03-12-2018, 03:44 AM
I'm trying to use the BAM Analysis Kit from http://www.y-str.org/2014/04/bam-analysis-kit.html to play around with some ancient samples, and I've been advised that it can take "hours, if not days" to analyze files.

Well, it's been about 24 hours thus far (I left the computer on overnight), I'm using the tool to analyze a 3.3GB BAM file (which is small-to-medium-sized file relative to some others, from what I can tell) from Brouhaski et al 2016, BUT it still appears to be going slower than expected.

It took ~22hours (even if my PC slept overnight, still at least 15 hours) just to get the notification that "INITIALIZATION COMPLETE; STARTING PROCESSING"!!! And now the CPU is cranking up and working on Chromosome 1

I used all the "default" settings; processing all 23 chromosomes, Y chr, X chr, telomere set, Y-STR set, 4 parallel threads.

My hardware:

Acer Aspire E5 575-33bm
Windows 10 64 bit
Intel Core i3-7100U (Kaby Lake) @ 2.4Ghz (2 cores, 4 threads), 3MB L3 cache
8GB 2200Mhz DDR4 Dual Channel RAM
1 TB 5400 RPM hard drive

I'd thought the CPU would be the "weak link" for this program, but the CPU/RAM usage has only really spiked occasionally. Thus, it occurs to me that the CPU is constantly waiting for my HARD DRIVE, which is the real weak link?

I was going to purchase a solid-state drive anyway; my question is whether my intuition is correct that the hard drive is the main drag for this program? The new SSD I'm looking at has MUCH MUCH higher sequential and random read & write speeds than my HDD; below are the Crystal Disk Mark benchmark results from my current hard drive:


vs a reviewer's benchmark from the internal SSD I'm looking at buying (250GB Samsung Evo 860 M.2)

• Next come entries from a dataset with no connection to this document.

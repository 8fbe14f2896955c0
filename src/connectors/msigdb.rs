use std::collections::HashSet;

use crate::annotation::{MsigdbAnnotation, MsigdbDb};
use crate::error::PathwayError;
use crate::fetcher::HttpFetch;

use super::{IngestReport, payload_lines};

pub const MSIGDB_BASE_URL: &str = "https://data.broadinstitute.org/gsea-msigdb/msigdb/release";
pub const MSIGDB_RELEASE: &str = "2024.1";

/// GMT download for a collection; MSigDB publishes human (`Hs`) and mouse (`Mm`).
pub fn gmt_url(species: &str, collection: &str) -> Result<String, PathwayError> {
    let suffix = match species {
        "human" => "Hs",
        "mouse" => "Mm",
        other => {
            return Err(PathwayError::Validation(format!(
                "MSigDB has no gene sets for species {other}"
            )));
        }
    };
    let collection = collection.to_ascii_lowercase();
    Ok(format!(
        "{MSIGDB_BASE_URL}/{MSIGDB_RELEASE}.{suffix}/{collection}.all.v{MSIGDB_RELEASE}.{suffix}.symbols.gmt"
    ))
}

pub struct MsigdbConnector<F: HttpFetch> {
    fetcher: F,
}

impl<F: HttpFetch> MsigdbConnector<F> {
    pub fn new(fetcher: F) -> Self {
        Self { fetcher }
    }

    pub fn download_annotations(
        &self,
        db: &mut MsigdbDb,
        species: &str,
        collection: &str,
    ) -> Result<IngestReport, PathwayError> {
        let bytes = self.fetcher.fetch(&gmt_url(species, collection)?, &[])?;
        let (records, skipped) = parse_gmt(&bytes, collection, species)?;
        let rows = db.bulk_upsert(&records)?;
        db.set_metadata("msigdb_collection", &collection.to_ascii_uppercase())?;
        db.set_metadata("msigdb_release", MSIGDB_RELEASE)?;
        Ok(IngestReport {
            rows,
            skipped,
            backfill: None,
        })
    }
}

/// Parses `name\tdescription\tgene...` lines into one record per
/// (gene, gene set). Returns the records and the number of lines skipped.
pub fn parse_gmt(
    bytes: &[u8],
    collection: &str,
    organism: &str,
) -> Result<(Vec<MsigdbAnnotation>, usize), PathwayError> {
    let collection = collection.to_ascii_uppercase();
    let mut records = Vec::new();
    let mut skipped = 0usize;
    for line in payload_lines("GMT", bytes)? {
        let fields = line.split('\t').map(str::trim).collect::<Vec<_>>();
        if fields.len() < 3 || fields[0].is_empty() {
            skipped += 1;
            continue;
        }
        let description = Some(fields[1])
            .filter(|text| !text.is_empty())
            .map(str::to_string);
        let mut seen = HashSet::new();
        for gene in fields[2..].iter().filter(|gene| !gene.is_empty()) {
            if !seen.insert(*gene) {
                continue;
            }
            records.push(MsigdbAnnotation {
                gene_symbol: gene.to_string(),
                gene_set_name: fields[0].to_string(),
                collection: collection.clone(),
                description: description.clone(),
                organism: organism.to_string(),
            });
        }
    }
    Ok((records, skipped))
}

Would loading these BAM files from an SSD produce the kind of massive speed boost I'm envisioning? Particularly in the "initialization" phase? Also, would I need to place the BAM Analysis Program files on the SDD as well to get the full benefit?

Any tips/advice would be great...

03-15-2018, 12:10 PM
I advise to seek the same samples in PLINK format which is much more easy to handle.
I used to waste time already on analizing BAMs but most of them where available in better formats.